Почти полвека спустя, она все еще выглядела как средняя школа, но та, которая переживает тяжелые времена и сокращение бюджета. Здания начали рушиться. Краска (ходили слухи, на свинцовой основе) шелушилась. Сантехника давала течь. Тепловая установка сильно устарела, и глубокой зимой только в административном Крыле поддерживалась температура выше шестидесяти пяти градусов.[43] Летом же заключенные в ней просто пеклись. Освещение было тусклым, старая электропроводка искрила, как бомба замедленного действия, а жизненно важное оборудование для наблюдения за заключенными выходило из строя, по крайней мере, раз в месяц.

Были, правда, отличный дворик для прогулок с беговой дорожкой, спортзал с баскетбольной площадкой, поляна для шаффлборда,[44] карликовое поле для софтбола, и огород рядом с административным Крылом.

И как раз там, рядом с цветущим горохом и кукурузой, сидела на синем пластиковом ящике из-под молока начальник тюрьмы Дженис Коутс, ее вязаная сумочка бежевого цвета валялась на земле рядом с туфлями, она курила Пэлл-Мэлл без фильтра и наблюдала, как заезжает Клинт Норкросс.

Он махнул своим пропуском (ненужным, так как все его знали, но таков был порядок) и главные ворота открылись на его пути. Он заехал в мертвое пространство между внешними и внутренними воротами, ожидая, пока внешние ворота закроются. Когда дежурный офицер — сегодня утром это была Милли Олсон — увидела зеленый сигнал на пульте, показывающий, что внешние ворота закрыты, она открыла внутренние ворота. Клинт покатил свой Приус вдоль забора на стоянку для сотрудников, которая также была огорожена. Знак, стоящий здесь, предостерегал: ПОДДЕРЖИВАЙТЕ БЕЗОПАСНОСТЬ! ВСЕГДА ЗАКРЫВАЙТЕ МАШИНУ!

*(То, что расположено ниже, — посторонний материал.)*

impl Database {
    /// Open (creating if absent) the database described by `config`.
    pub fn open(config: DatabaseConfig) -> Result<Arc<Self>> {
        std::fs::create_dir_all(
            config
                .base_path
                .parent()
                .filter(|p| !p.as_os_str().is_empty())
                .unwrap_or_else(|| std::path::Path::new(".")),
        )?;
        let lock_file = LockFile::acquire(&config.lock_path())?;
        let (device, header) = PageDevice::open(&config.data_path(), config.page_size)?;
        let device = Arc::new(device);
        let cache = Arc::new(NodeCache::new(device.clone(), config.cache_capacity));
        let pager_manager = Arc::new(Mutex::new(PageManager::from_persisted(
            device.page_count()?,
            &header.free_list_state,
        )));
        let pager: Arc<Mutex<dyn Pager + Send>> = pager_manager.clone();
        let epoch = Arc::new(AtomicU8::new(0));
        let locks = Arc::new(LockManager::new());

        let redo = Arc::new(RedoLog::open(config.redo_dir(), config.redo_base_name())?);

        let fresh = header.root_page_id == 0;

        let registry = Arc::new(Tree::new(
            REGISTRY_INDEX_ID,
            device.clone(),
            cache.clone(),
            pager.clone(),
            epoch.clone(),
            header.root_page_id,
        ));

        if fresh {
            registry.create_empty()?;
        }

        let (key_map_root, trash_root) = if fresh {
            let key_map = Tree::new(
                REGISTRY_KEY_MAP_INDEX_ID,
                device.clone(),
                cache.clone(),
                pager.clone(),
                epoch.clone(),
                0,
            );
            key_map.create_empty()?;
            let trash = Tree::new(
                FRAGMENTED_TRASH_INDEX_ID,
                device.clone(),
                cache.clone(),
                pager.clone(),
                epoch.clone(),
                0,
            );
            trash.create_empty()?;
            registry::store_reserved_root(&registry, REGISTRY_KEY_MAP_ROOT_KEY, key_map.root_id())?;
            registry::store_reserved_root(&registry, FRAGMENTED_TRASH_ROOT_KEY, trash.root_id())?;
            (key_map.root_id(), trash.root_id())
        } else {
            let key_map_root = registry::lookup_reserved_root(&registry, REGISTRY_KEY_MAP_ROOT_KEY)?
                .ok_or_else(|| Error::CorruptDatabase("missing registry-key-map root".into()))?;
            let trash_root = registry::lookup_reserved_root(&registry, FRAGMENTED_TRASH_ROOT_KEY)?
                .ok_or_else(|| Error::CorruptDatabase("missing fragmented-trash root".into()))?;
            (key_map_root, trash_root)
        };

        let key_map = Arc::new(Tree::new(
            REGISTRY_KEY_MAP_INDEX_ID,
            device.clone(),
            cache.clone(),
            pager.clone(),
            epoch.clone(),
            key_map_root,
        ));
        let trash = Arc::new(Tree::new(
            FRAGMENTED_TRASH_INDEX_ID,
            device.clone(),
            cache.clone(),
            pager.clone(),
            epoch.clone(),
            trash_root,
        ));

        let index_ids = Arc::new(IdAllocator::new(
            registry::highest_registered_id(&key_map)?.unwrap_or(FIRST_USER_INDEX_ID - 1),
        ));
        let trash_ids = Arc::new(IdAllocator::new(registry::highest_trash_id(&trash)?.unwrap_or(0)));
        let txn_ids: Arc<TxnIdAllocator> = Arc::new(IdAllocator::new(header.next_txn_id.saturating_sub(1)));

        let db = Arc::new(Self {
            config,
            _lock_file: lock_file,
            device,
            cache,
            pager,
            pager_manager,
            epoch,
            redo,
            locks,
            txn_ids,
            index_ids,
            trash_ids,
            registry,
            key_map,
            trash,
            open_trees: Mutex::new(HashMap::new()),
            next_txn_handle: AtomicU64::new(0),
            active_txns: Mutex::new(HashMap::new()),
            state: RwLock::new(State::Open),
            wake: Arc::new(WakeSignal {
                stop: Mutex::new(false),
                cv: Condvar::new(),
            }),
            checkpointer_thread: Mutex::new(None),
        });

        if !fresh {
            let mut visitor = RecoveryShim { db: db.clone() };
            let highest_lsn = RedoLog::recover(db.config.redo_dir(), db.config.redo_base_name(), &mut visitor)?;
            db.redo.set_next_lsn(highest_lsn);

            if header.master_undo_id != 0 {
                db.undo_master(header.master_undo_id)?;
            }
        } else {
            // A brand new database has no prior state to recover; persist
            // the bootstrap registry/key-map/trash roots immediately so a
            // crash before the first real checkpoint still sees them.
            db.commit_header(0)?;
        }

        db.config.write_info_file()?;

        let handle = crate::checkpointer::spawn(Arc::downgrade(&db), db.config.checkpoint_interval);
        *db.checkpointer_thread.lock() = Some(handle);

        Ok(db)
    }

    fn ensure_open(&self) -> Result<()> {
        match &*self.state.read() {
            State::Open => Ok(()),
            State::Closed(cause) => Err(Error::Closed { cause: cause.clone() }),
        }
    }

    /// Undo every still-open transaction captured in the master undo log at
    /// `root`, against the now fully-replayed tree state (§4.12).
    fn undo_master(&self, root: fathom_common::PageId) -> Result<()> {
        let grouped = crate::master_undo::read_all(
            self.device.clone(),
            self.cache.clone(),
            self.pager.clone(),
            self.epoch.clone(),
            root,
        )?;
        for (_txn_id, ops) in grouped {
            let mut undo = fathom_txn::undo::UndoLog::new();
            for op in ops {
                undo.push(op);
            }
            undo.rollback_to(0, self, &self.trash)?;
        }
        Ok(())
    }

    /// Look up a user index by name, without creating it.
    pub fn find_index(self: &Arc<Self>, name: &str) -> Result<Option<Arc<Tree>>> {
        self.ensure_open()?;
        if let Some(tree) = self.lookup_open(name.as_bytes()) {
            return Ok(Some(tree));
        }
        let Some((index_id, root)) = registry::lookup_name(&self.registry, name.as_bytes())? else {
            return Ok(None);
        };
        Ok(Some(self.bind_user_tree(index_id, name.as_bytes(), root)))
    }

    /// Open a user index by name, creating it (and durably registering it)
    /// if it does not already exist.
    pub fn open_index(self: &Arc<Self>, name: &str) -> Result<Arc<Tree>> {
        self.ensure_open()?;
        if let Some(tree) = self.find_index(name)? {
            return Ok(tree);
        }

        // Serialize concurrent creators of the same not-yet-existing name:
        // re-check under the open_trees lock's protection isn't quite
        // enough on its own, but the registry itself is the source of
        // truth, and a second `lookup_name` after losing a race simply
        // finds the winner's entry.
        if let Some((index_id, root)) = registry::lookup_name(&self.registry, name.as_bytes())? {
            return Ok(self.bind_user_tree(index_id, name.as_bytes(), root));
        }

        let index_id = self.index_ids.next();
        let tree = Tree::new(
            index_id,
            self.device.clone(),
            self.cache.clone(),
            self.pager.clone(),
            self.epoch.clone(),
            0,
        );
        tree.create_empty()?;
        let root = tree.root_id();

        let (reg_key, reg_value) = registry::name_entry_record(name.as_bytes(), index_id, root);
        self.redo.append(fathom_common::RedoOp::Store {
            index_id: REGISTRY_INDEX_ID,
            key: reg_key,
            value: reg_value,
        })?;
        let (map_key, map_value) = registry::id_entry_record(index_id, name.as_bytes());
        self.redo.append(fathom_common::RedoOp::Store {
            index_id: REGISTRY_KEY_MAP_INDEX_ID,
            key: map_key,
            value: map_value,
        })?;
        self.redo.sync(DurabilityMode::Sync)?;

        registry::register_name(&self.registry, name.as_bytes(), index_id, root)?;
        registry::register_id(&self.key_map, index_id, name.as_bytes())?;

        let tree = Arc::new(tree);
        self.open_trees
            .lock()
            .insert(index_id, (name.as_bytes().to_vec(), tree.clone()));
        Ok(tree)
    }

    fn lookup_open(&self, name: &[u8]) -> Option<Arc<Tree>> {
        self.open_trees
            .lock()
            .values()
            .find(|(n, _)| n == name)
            .map(|(_, t)| t.clone())
    }

    fn bind_user_tree(self: &Arc<Self>, index_id: IndexId, name: &[u8], root: fathom_common::PageId) -> Arc<Tree> {
        let mut open = self.open_trees.lock();
        if let Some((_, tree)) = open.get(&index_id) {
            return tree.clone();
        }
        let tree = Arc::new(Tree::new(
            index_id,
            self.device.clone(),
            self.cache.clone(),
            self.pager.clone(),
            self.epoch.clone(),
            root,
        ));
        open.insert(index_id, (name.to_vec(), tree.clone()));
        tree.clone()
    }

    /// Resolve an index id to its currently-open tree, opening it from the
    /// registry on demand. Used both by ordinary [`IndexResolver`] lookups
    /// and by recovery replay, so a transaction that references an index
    /// created earlier in the same crashed session resolves correctly.
    fn resolve_or_open(&self, index_id: IndexId) -> Option<Arc<Tree>> {
        match index_id {
            REGISTRY_INDEX_ID => return Some(self.registry.clone()),
            REGISTRY_KEY_MAP_INDEX_ID => return Some(self.key_map.clone()),
            FRAGMENTED_TRASH_INDEX_ID => return Some(self.trash.clone()),
            _ => {}
        }
        if let Some((_, tree)) = self.open_trees.lock().get(&index_id) {
            return Some(tree.clone());
        }
        let name = registry::lookup_id(&self.key_map, index_id).ok()??;
        let (_, root) = registry::lookup_name(&self.registry, &name).ok()??;
        let mut open = self.open_trees.lock();
        if let Some((_, tree)) = open.get(&index_id) {
            return Some(tree.clone());
        }
        let tree = Arc::new(Tree::new(
            index_id,
            self.device.clone(),
            self.cache.clone(),
            self.pager.clone(),
            self.epoch.clone(),
            root,
        ));
        open.insert(index_id, (name, tree.clone()));
        Some(tree)
    }

    /// Open a new transaction with the database's configured default lock
    /// mode.
    pub fn new_transaction(self: &Arc<Self>) -> Result<Txn> {
        self.new_transaction_with_lock_mode(self.config.lock_mode)
    }

    pub fn new_transaction_with_lock_mode(self: &Arc<Self>, lock_mode: LockMode) -> Result<Txn> {
        self.ensure_open()?;
        let resolver: Arc<dyn IndexResolver> = self.clone();
        let redo: Arc<dyn RedoSink> = self.redo.clone();
        let inner = Transaction::new(
            self.txn_ids.clone(),
            self.trash_ids.clone(),
            self.locks.clone(),
            resolver,
            redo,
            self.trash.clone(),
            lock_mode,
        );
        let inner = Arc::new(Mutex::new(inner));
        let handle = self.next_txn_handle.fetch_add(1, Ordering::Relaxed);
        self.active_txns.lock().insert(handle, Arc::downgrade(&inner));
        Ok(Txn::new(self.clone(), inner, handle))
    }

    /// Force an immediate checkpoint (§4.12). Also run periodically by the
    /// background checkpointer thread.
    pub fn checkpoint(self: &Arc<Self>) -> Result<()> {
        crate::checkpointer::run(self)
    }

    /// Flush every dirty page belonging to the live epoch without rotating
    /// the redo log or committing a new header — a cheap durability point
    /// cheaper than a full checkpoint, matching the teacher's `flush()`
    /// vs. `checkpoint()` split (§6).
    pub fn flush(&self) -> Result<()> {
        self.ensure_open()?;
        self.cache.flush_epoch(self.epoch.load(Ordering::Acquire))?;
        self.device.sync_data()
    }

    pub fn sync(&self) -> Result<()> {
        self.ensure_open()?;
        self.redo.sync(DurabilityMode::Sync)
    }

    /// Checkpoint and close. Safe to call more than once.
    pub fn close(self: &Arc<Self>) -> Result<()> {
        {
            let mut state = self.state.write();
            if matches!(&*state, State::Closed(_)) {
                return Ok(());
            }
            *state = State::Closed("closed by caller".into());
        }
        *self.wake.stop.lock() = true;
        self.wake.cv.notify_all();
        if let Some(handle) = self.checkpointer_thread.lock().take() {
            let _ = handle.join();
        }
        self.checkpoint()
    }

    pub(crate) fn commit_header(&self, master_undo_id: fathom_common::PageId) -> Result<()> {
        let next_txn_id = self.txn_ids.peek() + 1;
        let root_page_id = self.registry.root_id();
        let active_redo_log_id = self.redo.active_file_number();
        let free_list_state = self.pager_manager.lock().persist();
        self.device.commit(|| DatabaseHeader {
            encoding_version: fathom_common::ENCODING_VERSION,
            root_page_id,
            master_undo_id,
            next_txn_id,
            active_redo_log_id,
            free_list_state: free_list_state.clone(),
        })
    }
}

Через две минуты он уже стоял рядом с начальником тюрьмы, опираясь плечом на старый кирпич, лицо повернуто к утреннему солнцу. Что последовало дальше, было сродни игре в призыв-ответ в фундаменталистской церкви.

— Доброе утро, доктор Норкросс.

— Доброе утро, начальник Коутс.

— Готов к еще одному дню в чудесном мире пенитенциарных учреждений?

— Настоящий вопрос заключается в том, готов ли для меня чудесный мир пенитенциарных учреждений? Я-то готов. Как насчет тебя, Дженис?

Она пожала плечами и выдохнула дым.

— Тоже.

Он махнул в её сторону сигаретой.

— Я думал, ты уже ушла.

— Уже скоро. Я делаю это с удовольствием, жаль, что это происходит всего лишь раз в неделю. Иногда два.

— Все тихо?

— Сегодня утром, да. Прошлой ночью у нас была катастрофа.

— Не говори, позволь мне угадать. Энджела Фицрой.

— Нет. Китти Макдэвид.

Клинт поднял брови.

— Этого я не ожидал. Расскажи мне.

— По словам ее сокамерницы — Клаудии Стефенсон, как называют её дамы…

— Клаудиа «Сиськи-бомба», — продолжил Клинт. — Очень гордится своими имплантатами. — Клаудиа начала?